## Work task
For the data below, give the number of lines in which "grouping" occurs. Include nothing besides that number.

(Stored items)
__________________________________________________
//! Vault model
//!
//! A vault is a named grouping of tracked items. One vault, the personal
//! vault, is protected: it cannot be deleted and is recreated on first run.

use chrono::{DateTime, Utc};
use serde::{Deserialize, Serialize};
use std::fmt;

use super::ids::VaultId;

/// Name of the vault created on first run
pub const PERSONAL_VAULT_NAME: &str = "Personal";

/// A named grouping of items
#[derive(Debug, Clone, PartialEq, Serialize, Deserialize)]
pub struct Vault {
    /// Unique identifier
    pub id: VaultId,

    /// Display name
    pub name: String,

    /// Icon tag the UI resolves to a glyph
    #[serde(default = "default_icon")]
    pub icon: String,

    /// Set on the vault created by first-run bootstrap
    #[serde(default)]
    pub is_system_default: bool,

    pub created_at: DateTime<Utc>,
    pub updated_at: DateTime<Utc>,
}

fn default_icon() -> String {
    "folder".to_string()
}

impl Vault {
    /// Create a new user vault
    pub fn new(name: impl Into<String>) -> Self {
        let now = Utc::now();
        Self {
            id: VaultId::new(),
            name: name.into(),
            icon: default_icon(),
            is_system_default: false,
            created_at: now,
            updated_at: now,
        }
    }

    /// The protected personal vault inserted by first-run bootstrap
    pub fn personal() -> Self {
        let mut vault = Self::new(PERSONAL_VAULT_NAME);
        vault.icon = "person".to_string();
        vault.is_system_default = true;
        vault
    }

    /// Whether this vault is the protected default
    ///
    /// True for the system default vault and for any vault named "Personal"
    /// (compared case-insensitively), which covers stores created before the
    /// system flag existed.
    pub fn is_protected_default(&self) -> bool {
        self.is_system_default || self.name.to_lowercase() == PERSONAL_VAULT_NAME.to_lowercase()
    }

    /// Validate the vault
    pub fn validate(&self) -> Result<(), VaultValidationError> {
        if self.name.trim().is_empty() {
            return Err(VaultValidationError::EmptyName);
        }

        if self.name.chars().count() > 60 {
            return Err(VaultValidationError::NameTooLong(self.name.chars().count()));
        }

        Ok(())
    }
}

impl fmt::Display for Vault {
    fn fmt(&self, f: &mut fmt::Formatter<'_>) -> fmt::Result {
        write!(f, "{}", self.name)
    }
}

/// Validation errors for vaults
#[derive(Debug, Clone, PartialEq, Eq)]
pub enum VaultValidationError {
    EmptyName,
    NameTooLong(usize),
}

impl fmt::Display for VaultValidationError {
    fn fmt(&self, f: &mut fmt::Formatter<'_>) -> fmt::Result {
        match self {
            Self::EmptyName => write!(f, "Vault name cannot be empty"),
            Self::NameTooLong(len) => {
                write!(f, "Vault name too long ({} characters, max 60)", len)
            }
        }
    }
}

impl std::error::Error for VaultValidationError {}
__________________________________________________
## Task output
2